Изменились люди на улицах и в метро. Все больше откровенно уголовных физиономий, все меньше привычных московских интеллигентных лиц.
Принято называть большевистскую революцию варварским экспериментом над живым телом России. Определение верное и логичное. Но почему таким же – не менее варварским – экспериментом оборачивается для России практически первый серьезный опыт демократии? Почему опять все происходит по старому принципу – «до основанья, а затем»?
Нет, никто нарочно не разрушает. Само как-то все рушится – и культура, и наука, и медицина, и экология, и система образования, и
Все больше вопросов, все меньше ответов. Одна надежда – Господь Бог да старинное русское «авось».
(Опубликовано в еженедельнике «Русский курьер», 1991)
Синдром «тетки»
У моей прабабушки Анюты была двоюродная сестра. Ее звали Леонида. Красавица, авантюристка и мотовка, швыряла семейные капиталы на наряды и развлечения, пережила множество романов и не знала удержу. Где-то около 1910 года, в Париже, она познакомилась с сыном бельгийского миллионера по имени Поль. Он влюбился без памяти. Ей было тридцать пять, ему двадцать семь. Подробностей не знаю, но могу представить, что все происходило чрезвычайно романтично. Поль сделал предложение, но тут Леонида испугалась. Бельгиец понятия не имел, что она старше него на восемь лет.
Леонида сказала, что ей нужно подумать, поговорить с родителями, быстренько вернулась на родину, и за небольшие деньги ей удалось сделать себе новые документы. В них все было правдой: имя, отчество, фамилия, вероисповедание, сословная принадлежность, место рождения, месяц, число. Только год другой. Леонида стала моложе на десять лет. Родственники согласились с ее решением и поклялись хранить тайну.
Потом она жила долго и счастливо в огромном старинном замке в Бельгии, у них с Полем были дети, внуки, правнуки. Всегда, всю жизнь, она оставалась моложе самой себя ровно на десять лет. Все думали, что она умерла в восемьдесят три, а на самом деле – в девяносто три, и никто, даже семейный доктор, никогда не узнал правды.
Историю про Леониду мне рассказала моя бабушка Липа, когда ей было шестьдесят пять, а мне пятнадцать. Я хотела выглядеть старше. Собственное лицо меня не устраивало. В нем не читалось никакого прошлого, никакой тайны и внутренней драмы. Оно казалось мне скучным, слишком открытым, гладким, юным и здоровым. Я бы с удовольствием присвоила себе те десять лет, от которых отказалась Леонида. Я была готова прожить заочно, за один день, за один миг, таинственный кусок чужой жизни, наполненный приключениями, романами и авантюрами.
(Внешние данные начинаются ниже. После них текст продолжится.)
//! sealbox-storage: OpenDAL-backed remote object store

pub mod operator;
pub mod store;

pub use operator::{build_operator, build_operator_from_env, StorageConfig};
pub use store::RemoteStore;
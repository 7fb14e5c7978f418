//! Throttle state storage
//!
//! Stores are pure persistence: no policy lives here. The one contract that
//! matters for correctness is `update`, which must run read-modify-write for a
//! single identity without interleaving with another `update` for the same
//! identity. Distinct identities never block each other beyond a map lookup.

mod file;
mod kv;
mod memory;

pub use file::FileKeyValueStore;
pub use kv::{
    KvThrottleStore, PersistentKeyValueStore, FAILED_ATTEMPTS_KEY, RELEASE_TIMESTAMP_KEY,
    SUSPENSION_PERIOD_KEY,
};
pub use memory::MemoryThrottleStore;

use std::collections::HashMap;
use std::sync::{Arc, Mutex};

use crate::error::{Result, ThrottleError};
use crate::types::{IdentityId, ThrottleState};

/// Per-identity persistence of `ThrottleState`
pub trait ThrottleStore: Send + Sync {
    /// Read the state for `identity`; absent state reads as zero
    fn get(&self, identity: &IdentityId) -> Result<ThrottleState>;

    /// Overwrite the state for `identity`
    fn put(&self, identity: &IdentityId, state: &ThrottleState) -> Result<()>;

    /// Atomically replace the state for `identity` with `apply(current)`
    ///
    /// `apply` returning `None` leaves the store untouched. Returns the state
    /// held afterwards.
    fn update(
        &self,
        identity: &IdentityId,
        apply: &mut dyn FnMut(ThrottleState) -> Option<ThrottleState>,
    ) -> Result<ThrottleState>;
}

/// Table of per-identity mutexes
///
/// Entries exist only while someone holds or waits on them.
#[derive(Debug, Default)]
pub struct LockTable {
    locks: Mutex<HashMap<IdentityId, Arc<Mutex<()>>>>,
}

impl LockTable {
    pub fn new() -> Self {
        Self::default()
    }

    /// Run `f` while holding the lock for `identity`
    pub fn with_lock<T>(&self, identity: &IdentityId, f: impl FnOnce() -> Result<T>) -> Result<T> {
        let entry = {
            let mut locks = self
                .locks
                .lock()
                .map_err(|_| ThrottleError::poisoned("lock table"))?;
            Arc::clone(locks.entry(*identity).or_default())
        };

        let result = match entry.lock() {
            Ok(_guard) => f(),
            Err(_) => Err(ThrottleError::poisoned("identity")),
        };

        // Table + our clone: nobody else is waiting, drop the entry.
        // A poisoned entry goes too, so the next caller gets a fresh one.
        let mut locks = self
            .locks
            .lock()
            .map_err(|_| ThrottleError::poisoned("lock table"))?;
        if Arc::strong_count(&entry) == 2 {
            locks.remove(identity);
        }

        result
    }

    /// Number of identities with a live lock entry
    pub fn len(&self) -> usize {
        self.locks.lock().map(|locks| locks.len()).unwrap_or(0)
    }

    pub fn is_empty(&self) -> bool {
        self.len() == 0
    }
}
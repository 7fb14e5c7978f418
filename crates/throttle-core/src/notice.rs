//! User-facing messages for throttle outcomes
//!
//! Lockout messages always show the remaining duration, never the absolute
//! release time.

use std::fmt;

use crate::config::ThrottleConfig;
use crate::types::ThrottleState;

/// Message to show the person signing in
#[derive(Debug, Clone, Copy, PartialEq, Eq)]
pub enum Notice {
    /// The identity is suspended; credentials were not checked
    LockedOut { remaining_secs: u64 },
    /// Wrong password; this many more are tolerated before a suspension
    AttemptsRemaining(u32),
    /// Wrong password that started (or hit) a suspension
    Suspended { minutes: u32 },
    /// Throttle state could not be read and the gate fails closed
    Unavailable,
}

impl Notice {
    /// Notice for a wrong password, given the state `record_failure` returned
    pub fn after_failure(state: &ThrottleState, config: &ThrottleConfig, now: u64) -> Self {
        if let Some(remaining_secs) = state.remaining_lockout_secs(now) {
            // An earlier, longer release may still be running
            let remaining_minutes =
                u32::try_from(remaining_secs.div_ceil(60)).unwrap_or(u32::MAX);
            Notice::Suspended {
                minutes: state
                    .suspension_period_minutes
                    .max(config.delay_first_minutes)
                    .max(remaining_minutes),
            }
        } else {
            Notice::AttemptsRemaining(
                config
                    .attempts_limit
                    .saturating_sub(state.failed_attempts_count),
            )
        }
    }
}

impl fmt::Display for Notice {
    fn fmt(&self, f: &mut fmt::Formatter<'_>) -> fmt::Result {
        match self {
            Notice::LockedOut { remaining_secs } => write!(
                f,
                "Too many failed login attempts. Try again in {}.",
                describe_duration(*remaining_secs)
            ),
            Notice::AttemptsRemaining(1) => write!(f, "You have 1 try left."),
            Notice::AttemptsRemaining(n) => write!(f, "You have {} tries left.", n),
            Notice::Suspended { minutes: 1 } => {
                write!(f, "Your account has been suspended for 1 minute.")
            }
            Notice::Suspended { minutes } => {
                write!(f, "Your account has been suspended for {} minutes.", minutes)
            }
            Notice::Unavailable => write!(
                f,
                "Sign-in is temporarily unavailable. Please try again later."
            ),
        }
    }
}

/// Human-readable duration, rounded up to the displayed unit
pub fn describe_duration(secs: u64) -> String {
    let (value, unit) = if secs < 60 {
        (secs, "second")
    } else if secs < 3600 {
        (secs.div_ceil(60), "minute")
    } else if secs < 86400 {
        (secs.div_ceil(3600), "hour")
    } else {
        (secs.div_ceil(86400), "day")
    };

    if value == 1 {
        format!("1 {}", unit)
    } else {
        format!("{} {}s", value, unit)
    }
}

#[cfg(test)]
mod tests {
    use super::*;
    use rstest::rstest;

    #[rstest]
    #[case(0, "0 seconds")]
    #[case(1, "1 second")]
    #[case(59, "59 seconds")]
    #[case(60, "1 minute")]
    #[case(61, "2 minutes")]
    #[case(120, "2 minutes")]
    #[case(3600, "1 hour")]
    #[case(3601, "2 hours")]
    #[case(86400, "1 day")]
    #[case(90000, "2 days")]
    fn test_describe_duration(#[case] secs: u64, #[case] expected: &str) {
        assert_eq!(describe_duration(secs), expected);
    }

    #[test]
    fn test_locked_out_uses_remaining_duration() {
        let notice = Notice::LockedOut { remaining_secs: 90 };
        assert_eq!(
            notice.to_string(),
            "Too many failed login attempts. Try again in 2 minutes."
        );
    }

    #[test]
    fn test_after_failure_counts_down() {
        let config = ThrottleConfig::default();
        let state = ThrottleState {
            failed_attempts_count: 1,
            ..Default::default()
        };

        let notice = Notice::after_failure(&state, &config, 1_000);
        assert_eq!(notice, Notice::AttemptsRemaining(2));
        assert_eq!(notice.to_string(), "You have 2 tries left.");
    }

    #[test]
    fn test_after_failure_at_limit_has_no_tries_left() {
        let config = ThrottleConfig::default();
        let state = ThrottleState {
            failed_attempts_count: 3,
            ..Default::default()
        };
        assert_eq!(
            Notice::after_failure(&state, &config, 1_000),
            Notice::AttemptsRemaining(0)
        );
    }

    #[test]
    fn test_after_failure_reports_suspension() {
        let config = ThrottleConfig::default();
        let state = ThrottleState {
            failed_attempts_count: 0,
            suspension_period_minutes: 5,
            release_timestamp: 1_300,
        };

        let notice = Notice::after_failure(&state, &config, 1_000);
        assert_eq!(notice, Notice::Suspended { minutes: 5 });
        assert_eq!(
            notice.to_string(),
            "Your account has been suspended for 5 minutes."
        );
    }

    #[test]
    fn test_after_failure_reports_longer_running_release() {
        let config = ThrottleConfig::default();
        let state = ThrottleState {
            failed_attempts_count: 0,
            suspension_period_minutes: 2,
            release_timestamp: 1_000 + 10 * 60 + 1,
        };

        assert_eq!(
            Notice::after_failure(&state, &config, 1_000),
            Notice::Suspended { minutes: 11 }
        );
    }

    #[test]
    fn test_singular_forms() {
        assert_eq!(Notice::AttemptsRemaining(1).to_string(), "You have 1 try left.");
        assert_eq!(
            Notice::Suspended { minutes: 1 }.to_string(),
            "Your account has been suspended for 1 minute."
        );
    }
}
//! Throttle configuration
//!
//! The three escalation tunables plus the deployment knobs that decide how
//! state is namespaced and what happens when the store is down.

use serde::{Deserialize, Serialize};
use std::fs;
use std::path::{Path, PathBuf};

use crate::error::{Result, ThrottleError};
use crate::{
    DEFAULT_ATTEMPTS_LIMIT, DEFAULT_DELAY_CONSECUTIVE_MINUTES, DEFAULT_DELAY_FIRST_MINUTES,
    DEFAULT_KEY_PREFIX, DEFAULT_MAX_SUSPENSION_MINUTES,
};

/// What `Check` does when throttle state cannot be read
#[derive(Debug, Clone, Copy, Default, PartialEq, Eq, Serialize, Deserialize)]
#[serde(rename_all = "snake_case")]
pub enum FailurePolicy {
    /// Deny the login attempt
    #[default]
    FailClosed,
    /// Let the attempt through unthrottled
    FailOpen,
}

/// Escalation and storage settings
#[derive(Debug, Clone, PartialEq, Eq, Serialize, Deserialize)]
#[serde(default)]
pub struct ThrottleConfig {
    /// Wrong passwords tolerated before the next one triggers a suspension
    pub attempts_limit: u32,

    /// Suspension length of the first tier (minutes)
    pub delay_first_minutes: u32,

    /// Minutes added to the suspension for every further tier
    pub delay_consecutive_minutes: u32,

    /// Ceiling for the suspension length (minutes); 0 grows without bound
    pub max_suspension_minutes: u32,

    /// Namespace prefix for the persisted keys
    pub key_prefix: String,

    /// Behaviour of the login gate when the store is unavailable
    pub failure_policy: FailurePolicy,
}

impl Default for ThrottleConfig {
    fn default() -> Self {
        Self {
            attempts_limit: DEFAULT_ATTEMPTS_LIMIT,
            delay_first_minutes: DEFAULT_DELAY_FIRST_MINUTES,
            delay_consecutive_minutes: DEFAULT_DELAY_CONSECUTIVE_MINUTES,
            max_suspension_minutes: DEFAULT_MAX_SUSPENSION_MINUTES,
            key_prefix: DEFAULT_KEY_PREFIX.to_string(),
            failure_policy: FailurePolicy::default(),
        }
    }
}

impl ThrottleConfig {
    /// Config with explicit tunables and defaults for everything else
    pub fn with_delays(
        attempts_limit: u32,
        delay_first_minutes: u32,
        delay_consecutive_minutes: u32,
    ) -> Self {
        Self {
            attempts_limit,
            delay_first_minutes,
            delay_consecutive_minutes,
            ..Default::default()
        }
    }

    /// Drop the suspension ceiling
    pub fn unbounded(mut self) -> Self {
        self.max_suspension_minutes = 0;
        self
    }

    /// The suspension ceiling, if one is configured
    pub fn suspension_cap(&self) -> Option<u32> {
        match self.max_suspension_minutes {
            0 => None,
            cap => Some(cap),
        }
    }

    /// Reject values that would disable the throttle or produce bogus delays
    pub fn validate(&self) -> Result<()> {
        if self.attempts_limit == 0 {
            return Err(ThrottleError::InvalidConfiguration(
                "attempts_limit must be at least 1".to_string(),
            ));
        }
        if self.delay_first_minutes == 0 {
            return Err(ThrottleError::InvalidConfiguration(
                "delay_first_minutes must be at least 1".to_string(),
            ));
        }
        if self.delay_consecutive_minutes == 0 {
            return Err(ThrottleError::InvalidConfiguration(
                "delay_consecutive_minutes must be at least 1".to_string(),
            ));
        }
        if let Some(cap) = self.suspension_cap() {
            if cap < self.delay_first_minutes {
                return Err(ThrottleError::InvalidConfiguration(format!(
                    "max_suspension_minutes ({}) is below delay_first_minutes ({})",
                    cap, self.delay_first_minutes
                )));
            }
        }
        if self.key_prefix.is_empty() {
            return Err(ThrottleError::InvalidConfiguration(
                "key_prefix must not be empty".to_string(),
            ));
        }
        Ok(())
    }

    /// Default config file location
    pub fn default_path() -> PathBuf {
        dirs::config_dir()
            .unwrap_or_else(|| PathBuf::from("."))
            .join("login-throttle")
            .join("throttle.toml")
    }

    /// Load and validate configuration from a TOML file
    pub fn load(path: &Path) -> Result<Self> {
        let content = fs::read_to_string(path)?;
        let config: Self = toml::from_str(&content)?;
        config.validate()?;
        Ok(config)
    }

    /// Load from `path` if it exists, otherwise use the defaults
    pub fn load_or_default(path: &Path) -> Result<Self> {
        if path.exists() {
            Self::load(path)
        } else {
            Ok(Self::default())
        }
    }

    /// Save configuration as TOML
    pub fn save(&self, path: &Path) -> Result<()> {
        if let Some(parent) = path.parent() {
            fs::create_dir_all(parent)?;
        }
        let content = toml::to_string_pretty(self)?;
        fs::write(path, content)?;
        Ok(())
    }
}

#[cfg(test)]
mod tests {
    use super::*;
    use rstest::rstest;
    use tempfile::tempdir;

    #[test]
    fn test_defaults_match_documented_values() {
        let config = ThrottleConfig::default();
        assert_eq!(config.attempts_limit, 3);
        assert_eq!(config.delay_first_minutes, 2);
        assert_eq!(config.delay_consecutive_minutes, 3);
        assert_eq!(config.suspension_cap(), Some(24 * 60));
        assert_eq!(config.key_prefix, "loginThrottle.");
        assert_eq!(config.failure_policy, FailurePolicy::FailClosed);
        assert!(config.validate().is_ok());
    }

    #[rstest]
    #[case(0, 2, 3)]
    #[case(3, 0, 3)]
    #[case(3, 2, 0)]
    fn test_zero_tunables_rejected(#[case] limit: u32, #[case] first: u32, #[case] next: u32) {
        let config = ThrottleConfig::with_delays(limit, first, next);
        assert!(matches!(
            config.validate(),
            Err(ThrottleError::InvalidConfiguration(_))
        ));
    }

    #[test]
    fn test_cap_below_first_tier_rejected() {
        let mut config = ThrottleConfig::with_delays(3, 10, 3);
        config.max_suspension_minutes = 5;
        assert!(config.validate().is_err());

        assert!(config.unbounded().validate().is_ok());
    }

    #[test]
    fn test_empty_prefix_rejected() {
        let config = ThrottleConfig {
            key_prefix: String::new(),
            ..Default::default()
        };
        assert!(config.validate().is_err());
    }

    #[test]
    fn test_partial_file_fills_defaults() {
        let dir = tempdir().unwrap();
        let path = dir.path().join("throttle.toml");
        fs::write(&path, "attempts_limit = 5\nfailure_policy = \"fail_open\"\n").unwrap();

        let config = ThrottleConfig::load(&path).unwrap();
        assert_eq!(config.attempts_limit, 5);
        assert_eq!(config.delay_first_minutes, 2);
        assert_eq!(config.failure_policy, FailurePolicy::FailOpen);
    }

    #[test]
    fn test_invalid_file_rejected_on_load() {
        let dir = tempdir().unwrap();
        let path = dir.path().join("throttle.toml");
        fs::write(&path, "delay_first_minutes = 0\n").unwrap();

        assert!(matches!(
            ThrottleConfig::load(&path),
            Err(ThrottleError::InvalidConfiguration(_))
        ));
    }

    #[test]
    fn test_save_then_load() {
        let dir = tempdir().unwrap();
        let path = dir.path().join("nested").join("throttle.toml");
        let config = ThrottleConfig::with_delays(4, 5, 6).unbounded();

        config.save(&path).unwrap();
        let loaded = ThrottleConfig::load(&path).unwrap();
        assert_eq!(loaded, config);
        assert_eq!(loaded.suspension_cap(), None);
    }

    #[test]
    fn test_missing_file_uses_defaults() {
        let dir = tempdir().unwrap();
        let config = ThrottleConfig::load_or_default(&dir.path().join("absent.toml")).unwrap();
        assert_eq!(config, ThrottleConfig::default());
    }
}
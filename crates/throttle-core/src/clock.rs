//! Time sources
//!
//! The engine takes `now` explicitly; the login gate asks a `Clock` for it.

use std::sync::atomic::{AtomicU64, Ordering};

/// Supplies the current Unix time in seconds
pub trait Clock: Send + Sync {
    fn now(&self) -> u64;
}

/// Wall clock
#[derive(Debug, Clone, Copy, Default)]
pub struct SystemClock;

impl Clock for SystemClock {
    fn now(&self) -> u64 {
        u64::try_from(chrono::Utc::now().timestamp()).unwrap_or(0)
    }
}

/// Clock that only moves when told to
#[derive(Debug, Default)]
pub struct ManualClock {
    now: AtomicU64,
}

impl ManualClock {
    pub fn new(start: u64) -> Self {
        Self {
            now: AtomicU64::new(start),
        }
    }

    pub fn set(&self, now: u64) {
        self.now.store(now, Ordering::SeqCst);
    }

    /// Move forward by `secs` and return the new time
    pub fn advance(&self, secs: u64) -> u64 {
        self.now.fetch_add(secs, Ordering::SeqCst) + secs
    }
}

impl Clock for ManualClock {
    fn now(&self) -> u64 {
        self.now.load(Ordering::SeqCst)
    }
}
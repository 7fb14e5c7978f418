//! Property-based tests for the escalation state machine using proptest
//!
//! These tests verify invariants that should hold for any failure sequence
//! and any configuration.

use proptest::prelude::*;
use std::sync::Arc;
use throttle_core::{
    next_state_after_failure, Access, IdentityId, MemoryThrottleStore, ThrottleConfig,
    ThrottleEngine, ThrottleState, ThrottleStore,
};

const START: u64 = 1_700_000_000;

// ============================================
// Strategies
// ============================================

fn arb_config() -> impl Strategy<Value = ThrottleConfig> {
    (1u32..=10, 1u32..=60, 1u32..=60)
        .prop_map(|(limit, first, next)| ThrottleConfig::with_delays(limit, first, next).unbounded())
}

fn arb_state() -> impl Strategy<Value = ThrottleState> {
    (0u32..=20, 0u32..=10_000, 0u64..=START * 2).prop_map(|(count, period, release)| {
        ThrottleState {
            failed_attempts_count: count,
            suspension_period_minutes: period,
            release_timestamp: release,
        }
    })
}

/// Gaps (in seconds) between consecutive failures
fn arb_gaps() -> impl Strategy<Value = Vec<u64>> {
    prop::collection::vec(prop_oneof![Just(0u64), 0u64..=600, 0u64..=86_400], 1..120)
}

fn engine(config: ThrottleConfig) -> (ThrottleEngine, Arc<MemoryThrottleStore>) {
    let store = Arc::new(MemoryThrottleStore::new());
    let engine = ThrottleEngine::new(store.clone(), config).unwrap();
    (engine, store)
}

// ============================================
// Properties
// ============================================

proptest! {
    #[test]
    fn prop_count_never_exceeds_limit(config in arb_config(), gaps in arb_gaps()) {
        let (engine, _) = engine(config.clone());
        let id = IdentityId(1);
        let mut now = START;
        let mut previous = ThrottleState::default();

        for gap in gaps {
            now += gap;
            let state = engine.record_failure(&id, now).unwrap();
            prop_assert!(state.failed_attempts_count <= config.attempts_limit);

            if previous.failed_attempts_count == config.attempts_limit {
                // Escalation fired: counter restarts, tier grows
                prop_assert_eq!(state.failed_attempts_count, 0);
                prop_assert!(state.suspension_period_minutes > previous.suspension_period_minutes);
                prop_assert!(state.is_suspended(now));
            } else {
                prop_assert_eq!(state.failed_attempts_count, previous.failed_attempts_count + 1);
                prop_assert_eq!(state.suspension_period_minutes, previous.suspension_period_minutes);
            }
            previous = state;
        }
    }

    #[test]
    fn prop_nth_suspension_period(config in arb_config(), n in 1u32..=20) {
        let (engine, _) = engine(config.clone());
        let id = IdentityId(1);
        let mut now = START;

        for _ in 0..n {
            for _ in 0..=config.attempts_limit {
                engine.record_failure(&id, now).unwrap();
            }
            now = engine.state(&id).unwrap().release_timestamp;
        }

        let expected = config.delay_first_minutes + (n - 1) * config.delay_consecutive_minutes;
        prop_assert_eq!(engine.state(&id).unwrap().suspension_period_minutes, expected);
    }

    #[test]
    fn prop_period_monotonic_and_release_forward_only(
        config in arb_config(),
        start in arb_state(),
        gaps in arb_gaps(),
    ) {
        let mut state = start;
        let mut now = START;

        for gap in gaps {
            now += gap;
            let next = next_state_after_failure(state, &config, now);
            prop_assert!(next.suspension_period_minutes >= state.suspension_period_minutes);
            prop_assert!(next.release_timestamp >= state.release_timestamp);
            if next.release_timestamp != state.release_timestamp {
                prop_assert!(next.release_timestamp >= now);
            }
            state = next;
        }
    }

    #[test]
    fn prop_cap_bounds_new_tiers(gaps in arb_gaps(), cap in 2u32..=50) {
        let mut config = ThrottleConfig::with_delays(1, 2, 7);
        config.max_suspension_minutes = cap;
        let (engine, _) = engine(config);
        let id = IdentityId(1);
        let mut now = START;

        for gap in gaps {
            now += gap;
            let state = engine.record_failure(&id, now).unwrap();
            prop_assert!(state.suspension_period_minutes <= cap);
        }
    }

    #[test]
    fn prop_reset_always_clears(start in arb_state()) {
        let (engine, store) = engine(ThrottleConfig::default());
        let id = IdentityId(9);
        store.put(&id, &start).unwrap();

        engine.reset(&id).unwrap();
        prop_assert_eq!(store.get(&id).unwrap(), ThrottleState::default());
        prop_assert_eq!(engine.check(&id, 0).unwrap(), Access::Allowed);
    }

    #[test]
    fn prop_check_matches_release(start in arb_state(), now in 0u64..=START * 2) {
        let (engine, store) = engine(ThrottleConfig::default());
        let id = IdentityId(3);
        store.put(&id, &start).unwrap();

        let access = engine.check(&id, now).unwrap();
        if now >= start.release_timestamp {
            prop_assert_eq!(access, Access::Allowed);
        } else {
            prop_assert_eq!(
                access,
                Access::Denied { remaining_secs: start.release_timestamp - now }
            );
        }
    }

    #[test]
    fn prop_check_is_read_only(start in arb_state(), times in prop::collection::vec(0u64..=START * 2, 1..20)) {
        let (engine, store) = engine(ThrottleConfig::default());
        let id = IdentityId(4);
        store.put(&id, &start).unwrap();

        for now in times {
            engine.check(&id, now).unwrap();
        }
        prop_assert_eq!(store.get(&id).unwrap(), start);
    }
}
Чтобы выглядеть старше, я выщипывала брови в ниточку, красила губы темно-вишневой помадой и рисовала себе интересные тени под глазами. Однако ничего не получалось.
В кинотеатре «Москва» вредные билетерши не пускали меня на фильмы с пометкой «детям до шестнадцати». Мне исполнилось шестнадцать, потом семнадцать, восемнадцать. Они не пускали, требовали паспорт. Я предъявляла и злилась. Я скрывала свой возраст лет до двадцати с тупым подростковым упрямством. Он все казался мне мизерным, ничтожным.
Свою старшую дочь Аню я родила в двадцать шесть. Пока ходила с огромным пузом, слышала сочувственные замечания: такая молоденькая, а уже... В роддоме меня обозвали старой первородящей.
Когда мне было тридцать, мы с мужем впервые полетели в Нью-Йорк. Восемнадцать часов полета с двумя посадками, в Дублине и в Калгари. Ночные аэропорты, метель, прожектора. Я вдруг почувствовала себя ужасно старой. Я представила, как остро, как ярко могла бы пережить все это лет в четырнадцать, когда зачитывалась Сэлинджером. Впрочем, оказавшись в Нью-Йорке, я почти сразу отправилась в Центральный парк, выкурила сигарету на скамейке у пруда и спросила у нашего американского приятеля, не знает ли он, куда деваются на зиму утки.